• **What the task requires**
In the records below, the line containing "assert!(db.get_contact_detail(contact_id).unwrap().is_none());" is the first to keep. Retype it and all later lines exactly, through the end.

*** Source data

use anyhow::Result;
use rusqlite::{params, OptionalExtension, Row};

use super::Database;
use crate::models::*;

impl Database {
    // ==================== CONTACT CREATE ====================

    /// Insert a contact and return its new id
    pub fn insert_contact(&self, contact: &NewContact) -> Result<i64> {
        self.conn.execute(
            "INSERT INTO contacts (display_name, photo_id) VALUES (?, ?)",
            params![contact.display_name, contact.photo_id],
        )?;
        Ok(self.conn.last_insert_rowid())
    }

    // ==================== CONTACT READ ====================

    pub fn get_contact(&self, id: i64) -> Result<Option<Contact>> {
        let contact = self
            .conn
            .query_row(
                "SELECT id, display_name, photo_id FROM contacts WHERE id = ?",
                [id],
                Self::row_to_contact,
            )
            .optional()?;
        Ok(contact)
    }

    /// All contacts, alphabetical by display name
    pub fn list_contacts(&self) -> Result<Vec<Contact>> {
        let mut stmt = self.conn.prepare(
            "SELECT id, display_name, photo_id FROM contacts
             ORDER BY display_name COLLATE NOCASE ASC, id ASC",
        )?;

        let contacts = stmt
            .query_map([], Self::row_to_contact)?
            .collect::<rusqlite::Result<Vec<_>>>()?;

        Ok(contacts)
    }

    pub fn count_contacts(&self) -> Result<u32> {
        let count: u32 = self
            .conn
            .query_row("SELECT COUNT(*) FROM contacts", [], |row| row.get(0))?;
        Ok(count)
    }

    /// Case-insensitive substring match on display name
    pub fn search_contacts(&self, query: &str) -> Result<Vec<Contact>> {
        let pattern = format!("%{}%", Self::escape_like(&query.trim().to_lowercase()));
        let mut stmt = self.conn.prepare(
            r#"SELECT id, display_name, photo_id FROM contacts
               WHERE LOWER(display_name) LIKE ?1 ESCAPE '\'
               ORDER BY display_name COLLATE NOCASE ASC, id ASC"#,
        )?;

        let contacts = stmt
            .query_map([pattern], Self::row_to_contact)?
            .collect::<rusqlite::Result<Vec<_>>>()?;

        Ok(contacts)
    }

    /// Escape LIKE metacharacters (% _ \)
    fn escape_like(s: &str) -> String {
        let mut result = String::with_capacity(s.len());
        for c in s.chars() {
            match c {
                '%' | '_' | '\\' => {
                    result.push('\\');
                    result.push(c);
                }
                _ => result.push(c),
            }
        }
        result
    }

    // ==================== CONTACT DELETE ====================

    /// Hard delete a contact, its phones, and any speed dials on them (via CASCADE).
    pub fn delete_contact(&self, id: i64) -> Result<bool> {
        let rows = self.conn.execute("DELETE FROM contacts WHERE id = ?", [id])?;
        Ok(rows > 0)
    }

    // ==================== PHONE CRUD ====================

    /// Insert a phone. If this is the first phone for the contact, it becomes primary.
    pub fn insert_phone(&self, phone: &NewPhone) -> Result<i64> {
        let is_first = self.conn.query_row(
            "SELECT COUNT(*) FROM phones WHERE contact_id = ?",
            [phone.contact_id],
            |row| row.get::<_, i32>(0),
        )? == 0;

        let is_primary = phone.is_primary || is_first;

        self.conn.execute(
            "INSERT INTO phones (contact_id, number, phone_type, is_primary)
             VALUES (?, ?, ?, ?)",
            params![
                phone.contact_id,
                phone.number,
                phone.phone_type,
                is_primary as i32,
            ],
        )?;
        Ok(self.conn.last_insert_rowid())
    }

    pub fn get_phone(&self, id: i64) -> Result<Option<Phone>> {
        let phone = self
            .conn
            .query_row(
                "SELECT id, contact_id, number, phone_type, is_primary FROM phones WHERE id = ?",
                [id],
                Self::row_to_phone,
            )
            .optional()?;
        Ok(phone)
    }

    pub fn get_phones_for_contact(&self, contact_id: i64) -> Result<Vec<Phone>> {
        let mut stmt = self.conn.prepare(
            "SELECT id, contact_id, number, phone_type, is_primary
             FROM phones WHERE contact_id = ? ORDER BY is_primary DESC, id ASC",
        )?;

        let phones = stmt
            .query_map([contact_id], Self::row_to_phone)?
            .collect::<rusqlite::Result<Vec<_>>>()?;

        Ok(phones)
    }

    /// Delete a phone. A speed dial bound to it goes with it (via CASCADE).
    pub fn delete_phone(&self, id: i64) -> Result<bool> {
        let rows = self.conn.execute("DELETE FROM phones WHERE id = ?", [id])?;
        Ok(rows > 0)
    }

    // ==================== CONTACT DETAIL ====================

    /// Contact plus all of its numbers
    pub fn get_contact_detail(&self, id: i64) -> Result<Option<ContactDetail>> {
        let contact = match self.get_contact(id)? {
            Some(c) => c,
            None => return Ok(None),
        };

        let phones = self.get_phones_for_contact(id)?;

        Ok(Some(ContactDetail { contact, phones }))
    }

    // ==================== ROW MAPPERS ====================

    fn row_to_contact(row: &Row) -> rusqlite::Result<Contact> {
        Ok(Contact {
            id: row.get("id")?,
            display_name: row.get("display_name")?,
            photo_id: row.get("photo_id")?,
        })
    }

    fn row_to_phone(row: &Row) -> rusqlite::Result<Phone> {
        Ok(Phone {
            id: row.get("id")?,
            contact_id: row.get("contact_id")?,
            number: row.get("number")?,
            phone_type: row.get("phone_type")?,
            is_primary: row.get::<_, i32>("is_primary")? == 1,
        })
    }
}

#[cfg(test)]
mod tests {
    use super::*;

    #[test]
    fn test_insert_and_get_contact() {
        let db = Database::open_memory().unwrap();

        let id = db.insert_contact(&NewContact::named("Ada Lovelace")).unwrap();

        let retrieved = db.get_contact(id).unwrap().unwrap();
        assert_eq!(retrieved.display_name, Some("Ada Lovelace".to_string()));
        assert!(retrieved.photo_id.is_none());
        assert!(db.get_contact(id + 100).unwrap().is_none());
    }

    #[test]
    fn test_list_contacts_sorted() {
        let db = Database::open_memory().unwrap();

        for name in ["carol", "Alice", "bob"] {
            db.insert_contact(&NewContact::named(name)).unwrap();
        }

        let names: Vec<String> = db
            .list_contacts()
            .unwrap()
            .into_iter()
            .map(|c| c.name().to_string())
            .collect();
        assert_eq!(names, vec!["Alice", "bob", "carol"]);
        assert_eq!(db.count_contacts().unwrap(), 3);
    }

    #[test]
    fn test_search_contacts() {
        let db = Database::open_memory().unwrap();
        db.insert_contact(&NewContact::named("John Smith")).unwrap();
        db.insert_contact(&NewContact::named("Jane Doe")).unwrap();
        db.insert_contact(&NewContact::named("100% Real")).unwrap();

        let results = db.search_contacts("SMITH").unwrap();
        assert_eq!(results.len(), 1);
        assert_eq!(results[0].name(), "John Smith");

        // % is matched literally
        let results = db.search_contacts("%").unwrap();
        assert_eq!(results.len(), 1);
        assert_eq!(results[0].name(), "100% Real");
    }

    #[test]
    fn test_phone_crud() {
        let db = Database::open_memory().unwrap();
        let contact_id = db.insert_contact(&NewContact::named("Test")).unwrap();

        let first = db
            .insert_phone(&NewPhone::new(contact_id, "555-1234", PhoneType::Mobile))
            .unwrap();
        let second = db
            .insert_phone(&NewPhone::new(contact_id, "555-9999", PhoneType::Work))
            .unwrap();

        let phones = db.get_phones_for_contact(contact_id).unwrap();
        assert_eq!(phones.len(), 2);
        assert_eq!(phones[0].id, first);
        assert!(phones[0].is_primary);
        assert!(!phones[1].is_primary);
        assert_eq!(phones[1].kind(), PhoneType::Work);

        assert!(db.delete_phone(second).unwrap());
        assert!(!db.delete_phone(second).unwrap());
        assert!(db.get_phone(second).unwrap().is_none());
        assert_eq!(db.get_phone(first).unwrap().unwrap().number, "555-1234");
    }

    #[test]
    fn test_cascade_delete_contact() {
        let db = Database::open_memory().unwrap();
        let contact_id = db.insert_contact(&NewContact::named("Gone")).unwrap();
        db.insert_phone(&NewPhone::new(contact_id, "555-0000", PhoneType::Home))
            .unwrap();

        assert!(db.delete_contact(contact_id).unwrap());
        assert!(db.get_phones_for_contact(contact_id).unwrap().is_empty());
        assert!(db.get_contact_detail(contact_id).unwrap().is_none());
    }

    #[test]
    fn test_phone_requires_contact() {
        let db = Database::open_memory().unwrap();
        let result = db.insert_phone(&NewPhone::new(42, "555-0000", PhoneType::Home));
        assert!(result.is_err());
    }
}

******

• **Expected answer**
        assert!(db.get_contact_detail(contact_id).unwrap().is_none());
    }

    #[test]
    fn test_phone_requires_contact() {
        let db = Database::open_memory().unwrap();
        let result = db.insert_phone(&NewPhone::new(42, "555-0000", PhoneType::Home));
        assert!(result.is_err());
    }
}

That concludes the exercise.